» SUPPLIED ENTRIES
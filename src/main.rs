use std::env;
use std::path::PathBuf;

use anyhow::{Result, bail};
use clap::{ArgAction, Parser, ValueEnum};
use shush::comments::{StripMode, StripOptions};
use shush::git::ChangeScope;
use shush::hooks::{self, HookScope};
use shush::{RunConfig, Target, config};
use tracing_subscriber::EnvFilter;

/// shush - strip comments from source files.
///
/// Removes line and block comments based on each file's extension. Comments
/// matching a preserve pattern (TODO:, FIXME:, @ts-ignore, ... or the
/// patterns in .shush.toml) are kept.
#[derive(Parser, Debug)]
#[command(
    name = "shush",
    author,
    version,
    about = "Remove comments from source code files",
    long_about = r#"Remove comments from source code files.

By default it:
  • detects comment syntax from the file extension
  • keeps comments matching preserve patterns from .shush.toml
  • deletes lines that held nothing but a comment
  • can limit itself to lines changed in git

Typical usage:
  shush main.py --dry-run
  shush src -r --backup
  shush --staged
"#
)]
struct Args {
    /// Source code file or directory to process.
    #[arg(value_name = "PATH")]
    path: Option<PathBuf>,

    /// Remove only line comments.
    #[arg(long)]
    inline: bool,

    /// Remove only block comments.
    #[arg(long)]
    block: bool,

    /// Process directories recursively.
    #[arg(short = 'r', long)]
    recursive: bool,

    /// Show what would be removed without making changes.
    #[arg(long = "dry-run")]
    dry_run: bool,

    /// Create `<file>.bak` before modifying a file.
    #[arg(long)]
    backup: bool,

    /// Show detailed output.
    #[arg(long)]
    verbose: bool,

    /// Remove comments but keep comment-only lines as blank lines.
    #[arg(long = "preserve-lines")]
    preserve_lines: bool,

    /// Context lines to show around changes in --dry-run (default: from config).
    #[arg(short = 'c', long = "context-lines", value_name = "N")]
    context_lines: Option<usize>,

    /// Additional glob patterns to exclude when walking directories.
    ///
    /// Multiple flags and comma-separated values are both allowed.
    #[arg(
        long = "exclude",
        short = 'E',
        value_name = "GLOB",
        action = ArgAction::Append,
        value_delimiter = ','
    )]
    excludes: Vec<String>,

    /// Disable reading .gitignore / .ignore / git exclude files.
    #[arg(long = "no-gitignore")]
    no_gitignore: bool,

    /// Remove comments only from git changes (staged + unstaged + untracked).
    #[arg(long = "changes-only")]
    changes_only: bool,

    /// Remove comments only from staged git changes.
    #[arg(long)]
    staged: bool,

    /// Remove comments only from unstaged git changes and untracked files.
    #[arg(long)]
    unstaged: bool,

    /// Install the editor hook that runs `shush --changes-only` after edits.
    #[arg(long = "install-hook")]
    install_hook: bool,

    /// Uninstall the editor hook.
    #[arg(long = "uninstall-hook")]
    uninstall_hook: bool,

    /// List configured editor hooks.
    #[arg(long = "list-hooks")]
    list_hooks: bool,

    /// Check whether the shush hook is installed.
    #[arg(long = "hook-status")]
    hook_status: bool,

    /// Hook scope for --install-hook / --uninstall-hook.
    #[arg(short = 's', long = "hook-scope", value_enum, default_value_t = ScopeArg::User)]
    hook_scope: ScopeArg,

    /// Show current configuration and where it was loaded from.
    #[arg(long)]
    config: bool,

    /// Create an example .shush.toml in the current directory.
    #[arg(long = "create-config")]
    create_config: bool,
}

#[derive(Debug, Clone, Copy, PartialEq, Eq, ValueEnum)]
enum ScopeArg {
    User,
    Project,
}

impl From<ScopeArg> for HookScope {
    fn from(value: ScopeArg) -> Self {
        match value {
            ScopeArg::User => HookScope::User,
            ScopeArg::Project => HookScope::Project,
        }
    }
}

impl Args {
    fn utility_count(&self) -> usize {
        [
            self.install_hook,
            self.uninstall_hook,
            self.list_hooks,
            self.hook_status,
            self.config,
            self.create_config,
        ]
        .into_iter()
        .filter(|f| *f)
        .count()
    }

    fn git_scope(&self) -> Option<ChangeScope> {
        if self.changes_only {
            Some(ChangeScope::All)
        } else if self.staged {
            Some(ChangeScope::Staged)
        } else if self.unstaged {
            Some(ChangeScope::Unstaged)
        } else {
            None
        }
    }

    fn git_count(&self) -> usize {
        [self.changes_only, self.staged, self.unstaged]
            .into_iter()
            .filter(|f| *f)
            .count()
    }

    /// Reject flag combinations that have no sensible meaning.
    fn validate(&self) -> Result<()> {
        let utilities = self.utility_count();
        let git = self.git_count();

        if utilities > 1 {
            bail!(
                "utility commands (--install-hook, --uninstall-hook, --list-hooks, --hook-status, --config, --create-config) are mutually exclusive"
            );
        }

        if utilities > 0 {
            if self.recursive
                || self.inline
                || self.block
                || self.dry_run
                || self.backup
                || self.verbose
            {
                bail!("hook commands cannot be combined with processing flags");
            }
            if git > 0 {
                bail!("hook commands cannot be combined with git flags");
            }
            return Ok(());
        }

        if git > 1 {
            bail!("git flags (--changes-only, --staged, --unstaged) are mutually exclusive");
        }
        if git > 0 && self.path.is_some() {
            bail!("cannot use git flags with explicit path argument");
        }
        if git > 0 && self.recursive {
            bail!("cannot use git flags with --recursive (git handles repository scope)");
        }
        if git == 0 && self.path.is_none() {
            bail!("path argument is required");
        }
        if self.inline && self.block {
            bail!("--inline and --block flags are mutually exclusive");
        }

        Ok(())
    }

    fn strip_options(&self) -> StripOptions {
        let mode = if self.inline {
            StripMode::LineOnly
        } else if self.block {
            StripMode::BlockOnly
        } else {
            StripMode::Both
        };

        StripOptions {
            mode,
            preserve_blank_lines: self.preserve_lines,
        }
    }
}

fn main() {
    if let Err(err) = run() {
        eprintln!("Error: {:#}", err);
        std::process::exit(1);
    }
}

fn init_logging(verbose: bool) {
    let default = if verbose { "shush=debug" } else { "shush=warn" };
    let filter = EnvFilter::try_from_default_env().unwrap_or_else(|_| EnvFilter::new(default));

    tracing_subscriber::fmt()
        .with_env_filter(filter)
        .with_writer(std::io::stderr)
        .with_target(false)
        .without_time()
        .init();
}

fn run() -> Result<()> {
    let args = Args::parse();
    args.validate()?;
    init_logging(args.verbose);

    if args.utility_count() > 0 {
        return run_utility(&args);
    }

    let target = match (args.git_scope(), &args.path) {
        (Some(scope), _) => Target::Git(scope),
        (None, Some(path)) => Target::Path(path.clone()),
        (None, None) => bail!("path argument is required"),
    };

    let cfg = RunConfig {
        target,
        recursive: args.recursive,
        options: args.strip_options(),
        dry_run: args.dry_run,
        backup: args.backup,
        context_lines: args.context_lines,
        excludes: args.excludes,
        no_gitignore: args.no_gitignore,
    };

    shush::run_with_config(cfg)
}

fn run_utility(args: &Args) -> Result<()> {
    let cwd = env::current_dir()?;
    let scope = HookScope::from(args.hook_scope);

    if args.install_hook {
        hooks::install(scope, &cwd)
    } else if args.uninstall_hook {
        hooks::uninstall(scope, &cwd)
    } else if args.list_hooks {
        hooks::list(&cwd)
    } else if args.hook_status {
        hooks::status(&cwd)
    } else if args.config {
        show_config(&cwd)
    } else {
        let path = config::create_example_config(&cwd)?;
        println!("✓ Created {}", path.display());
        println!("  Edit this file to customize which comments to preserve");
        println!("  Patterns support wildcards with * (e.g., '*IMPORTANT*')");
        Ok(())
    }
}

fn show_config(cwd: &std::path::Path) -> Result<()> {
    let loaded = config::load(cwd)?;

    println!("Shush Configuration:");
    match &loaded.path {
        Some(path) => println!("Config file: {}", path.display()),
        None => println!("Config file: Using defaults (no config file found)"),
    }

    let rules = loaded.config.preserve_rules();
    println!("\nPreserve patterns ({}):", rules.patterns().len());
    for (i, pattern) in rules.patterns().iter().enumerate() {
        println!("  {:2}. {}", i + 1, pattern);
    }
    println!("\nContext lines: {}", loaded.config.context_lines);

    println!("\nConfig file search order:");
    println!("  1. {} (current directory)", config::CONFIG_FILE_NAME);
    println!("  2. {} (git repository root)", config::CONFIG_FILE_NAME);
    println!("  3. ~/.config/{} (global)", config::CONFIG_FILE_NAME);

    Ok(())
}

#[cfg(test)]
mod tests {
    use super::*;

    fn parse(args: &[&str]) -> Args {
        Args::try_parse_from(std::iter::once("shush").chain(args.iter().copied())).unwrap()
    }

    fn error_of(args: &[&str]) -> String {
        parse(args).validate().unwrap_err().to_string()
    }

    #[test]
    fn single_git_flag_passes() {
        for flag in ["--staged", "--unstaged", "--changes-only"] {
            assert!(parse(&[flag]).validate().is_ok(), "{flag}");
        }
        assert!(parse(&["--staged", "--dry-run", "--verbose", "--backup"]).validate().is_ok());
        assert!(parse(&["--changes-only", "--inline"]).validate().is_ok());
        assert!(parse(&["--unstaged", "--block"]).validate().is_ok());
    }

    #[test]
    fn multiple_git_flags_fail() {
        assert_eq!(
            error_of(&["--staged", "--unstaged"]),
            "git flags (--changes-only, --staged, --unstaged) are mutually exclusive"
        );
    }

    #[test]
    fn git_flags_conflict_with_path_and_recursive() {
        assert_eq!(
            error_of(&["--staged", "src/"]),
            "cannot use git flags with explicit path argument"
        );
        assert_eq!(
            error_of(&["--unstaged", "-r"]),
            "cannot use git flags with --recursive (git handles repository scope)"
        );
    }

    #[test]
    fn path_required_without_git_or_utility() {
        assert_eq!(error_of(&[]), "path argument is required");
        assert!(parse(&["src/", "-r"]).validate().is_ok());
    }

    #[test]
    fn inline_and_block_are_exclusive() {
        assert_eq!(
            error_of(&["a.js", "--inline", "--block"]),
            "--inline and --block flags are mutually exclusive"
        );
    }

    #[test]
    fn utility_commands_are_exclusive() {
        assert!(error_of(&["--config", "--list-hooks"]).contains("mutually exclusive"));
        assert_eq!(
            error_of(&["--install-hook", "--dry-run"]),
            "hook commands cannot be combined with processing flags"
        );
        assert_eq!(
            error_of(&["--hook-status", "--staged"]),
            "hook commands cannot be combined with git flags"
        );
        assert!(parse(&["--install-hook", "-s", "project"]).validate().is_ok());
    }

    #[test]
    fn strip_options_follow_flags() {
        assert_eq!(parse(&["a.js", "--inline"]).strip_options().mode, StripMode::LineOnly);
        assert_eq!(parse(&["a.js", "--block"]).strip_options().mode, StripMode::BlockOnly);
        let opts = parse(&["a.js", "--preserve-lines"]).strip_options();
        assert_eq!(opts.mode, StripMode::Both);
        assert!(opts.preserve_blank_lines);
    }
}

» WHAT YOU HAVE TO DO
Check each line of the listing above. Copy it if it holds the string "RunConfig".

» SOLVED PROBLEM
use shush::{RunConfig, Target, config};
    let cfg = RunConfig {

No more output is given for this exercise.